TASK GOAL - Output every entry exactly as it appears.

----------

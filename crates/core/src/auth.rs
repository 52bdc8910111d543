use serde::{Deserialize, Serialize};

/// Authenticated caller resolved from a bearer token.
///
/// Handlers receive this value explicitly and pass it to services that act
/// on behalf of the caller.
#[derive(Debug, Clone, PartialEq, Eq, Serialize, Deserialize)]
pub struct CallerIdentity {
    subject: String,
    username: Option<String>,
    email: Option<String>,
}

impl CallerIdentity {
    /// Creates a caller identity from token introspection data.
    #[must_use]
    pub fn new(
        subject: impl Into<String>,
        username: Option<String>,
        email: Option<String>,
    ) -> Self {
        Self {
            subject: subject.into(),
            username,
            email,
        }
    }

    /// Returns the stable subject claim from the identity provider.
    #[must_use]
    pub fn subject(&self) -> &str {
        self.subject.as_str()
    }

    /// Returns the preferred username, if the provider returned one.
    #[must_use]
    pub fn username(&self) -> Option<&str> {
        self.username.as_deref()
    }

    /// Returns the email, if the provider returned one.
    #[must_use]
    pub fn email(&self) -> Option<&str> {
        self.email.as_deref()
    }
}
use accountgate_core::AppError;
use axum::http::header::{AUTHORIZATION, CONTENT_TYPE};
use axum::http::{HeaderValue, Method};
use tower_http::cors::{AllowOrigin, CorsLayer};

/// Builds the CORS layer for a comma-separated list of frontend origins.
pub(super) fn build_cors_layer(frontend_urls: &str) -> Result<CorsLayer, AppError> {
    let origins = frontend_urls
        .split(',')
        .map(str::trim)
        .filter(|origin| !origin.is_empty())
        .map(|origin| {
            HeaderValue::from_str(origin).map_err(|error| {
                AppError::Internal(format!("invalid FRONTEND_URL origin '{origin}': {error}"))
            })
        })
        .collect::<Result<Vec<_>, _>>()?;

    if origins.is_empty() {
        return Err(AppError::Internal(
            "FRONTEND_URL must name at least one origin".to_owned(),
        ));
    }

    Ok(CorsLayer::new()
        .allow_origin(AllowOrigin::list(origins))
        .allow_credentials(true)
        .allow_methods([Method::GET, Method::POST, Method::PUT, Method::DELETE])
        .allow_headers([AUTHORIZATION, CONTENT_TYPE]))
}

----------

RESPONSE TO THE TASK -
filename crates/core/src/auth.rs
repository 52bdc8910111d543
use serde::{Deserialize, Serialize};

/// Authenticated caller resolved from a bearer token.
///
/// Handlers receive this value explicitly and pass it to services that act
/// on behalf of the caller.
#[derive(Debug, Clone, PartialEq, Eq, Serialize, Deserialize)]
pub struct CallerIdentity {
    subject: String,
    username: Option<String>,
    email: Option<String>,
}

impl CallerIdentity {
    /// Creates a caller identity from token introspection data.
    #[must_use]
    pub fn new(
        subject: impl Into<String>,
        username: Option<String>,
        email: Option<String>,
    ) -> Self {
        Self {
            subject: subject.into(),
            username,
            email,
        }
    }

    /// Returns the stable subject claim from the identity provider.
    #[must_use]
    pub fn subject(&self) -> &str {
        self.subject.as_str()
    }

    /// Returns the preferred username, if the provider returned one.
    #[must_use]
    pub fn username(&self) -> Option<&str> {
        self.username.as_deref()
    }

    /// Returns the email, if the provider returned one.
    #[must_use]
    pub fn email(&self) -> Option<&str> {
        self.email.as_deref()
    }
}
use accountgate_core::AppError;
use axum::http::header::{AUTHORIZATION, CONTENT_TYPE};
use axum::http::{HeaderValue, Method};
use tower_http::cors::{AllowOrigin, CorsLayer};

/// Builds the CORS layer for a comma-separated list of frontend origins.
pub(super) fn build_cors_layer(frontend_urls: &str) -> Result<CorsLayer, AppError> {
    let origins = frontend_urls
        .split(',')
        .map(str::trim)
        .filter(|origin| !origin.is_empty())
        .map(|origin| {
            HeaderValue::from_str(origin).map_err(|error| {
                AppError::Internal(format!("invalid FRONTEND_URL origin '{origin}': {error}"))
            })
        })
        .collect::<Result<Vec<_>, _>>()?;

    if origins.is_empty() {
        return Err(AppError::Internal(
            "FRONTEND_URL must name at least one origin".to_owned(),
        ));
    }

    Ok(CorsLayer::new()
        .allow_origin(AllowOrigin::list(origins))
        .allow_credentials(true)
        .allow_methods([Method::GET, Method::POST, Method::PUT, Method::DELETE])
        .allow_headers([AUTHORIZATION, CONTENT_TYPE]))
}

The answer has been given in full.